C’étaient des hommes trapus, aux cheveux noirs, portant des tuniques, des culottes et des bottes de cuir. Chacun d’eux était armé d’une lance s’achevant par une pointe taillée dans un os, où étaient insérées des lamelles de silex, le tout formant une lame aussi longue qu’affûtée. A leur ceinture étaient accrochées une bourse contenant sans doute des vivres et une pierre taillée faisant office de couteau. Ils étaient aussi armés d’une hache. Le rouleau de peau attaché à leurs épaules devait être une couverture. Deux ou trois lances s’y trouvaient stockées. Sous les sangles, on distinguait un propulseur à gorge. Pierre, bois, bois de cerf, os, peau… ils savaient travailler tous ces matériaux. Comme Tamberly et Aryuk s’approchaient, les hommes firent halte avant de se déployer, prêts à passer à l’attaque.

Jamais une bande de Tulat n’aurait pensé à une telle manœuvre. S’ils connaissaient la violence, et même l’homicide, elle était fort rare chez eux. Un conflit collectif leur était tout bonnement inimaginable.

Les deux groupes se figèrent. « Que sont-ils ? » hoqueta Aryuk. Une sueur mauvaise faisait luire sa peau basanée et, s’il respirait par à-coups, ce n’était pas l’effet de la fatigue. Pour lui, l’inconnu était par essence surnaturel et terrifiant, du moins tant qu’il n’était pas parvenu à le comprendre. Pourtant, elle l’avait vu s’aventurer sur les flots en pleine tempête, afin de tuer un bébé phoque et nourrir ainsi sa famille.

« Je vais tâcher de le savoir », répondit-elle d’une voix un peu tremblante. Les paumes de ses mains tournées vers l’extérieur, elle s’avança vers les étrangers ; auparavant, elle avait pris soin de déboucler ses deux étuis, celui de l’étourdisseur comme celui du pistolet.

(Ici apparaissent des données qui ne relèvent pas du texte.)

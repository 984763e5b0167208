pub mod job;
pub mod upload;

pub use job::{Job, JobPayload, JobStats, JobStatus, JobType, VirusScanPayload};
pub use upload::{is_valid_file_id, NewUpload, RelocationStage, Upload};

Ils semblèrent se détendre en la voyant animée d’intentions pacifiques. Ses yeux ne cessaient d’aller et venir de l’un à l’autre.

Elle s’efforça de faire abstraction de leur individualité pour déterminer leurs caractéristiques ethniques. Encadré par de lourdes tresses, un visage naturellement basané, avec des yeux en amande, un nez épaté, une pilosité quasi inexistante. Des traits de peinture leur barraient le front et les joues. Je ne suis pas anthropologue, se rappelait-elle avoir pensé, mais je suis sûre que ce sont des Mongols archaïques. Ils viennent sûrement de l’Ouest…

« Que votre assemblée soit riche », leur lança-t-elle en arrivant à leur niveau. Le langage tula ne comportait aucun mot signifiant « Bienvenue », car un tel sentiment allait de soi. « Que pourriez-vous me dire qui vous apporte la chance ? » Certaines révélations étaient susceptibles d’attirer des esprits maléfiques ou une magie hostile.

Le plus grand des hommes, qu’elle ne dominait que de quelques centimètres, jeune mais rude d’aspect et de manières, vint se planter face à elle. La succession de grondements et de ronronnements qui sortit de sa bouche était incompréhensible. Elle tenta de le lui faire comprendre par signes, souriant, haussant les épaules et secouant la tête.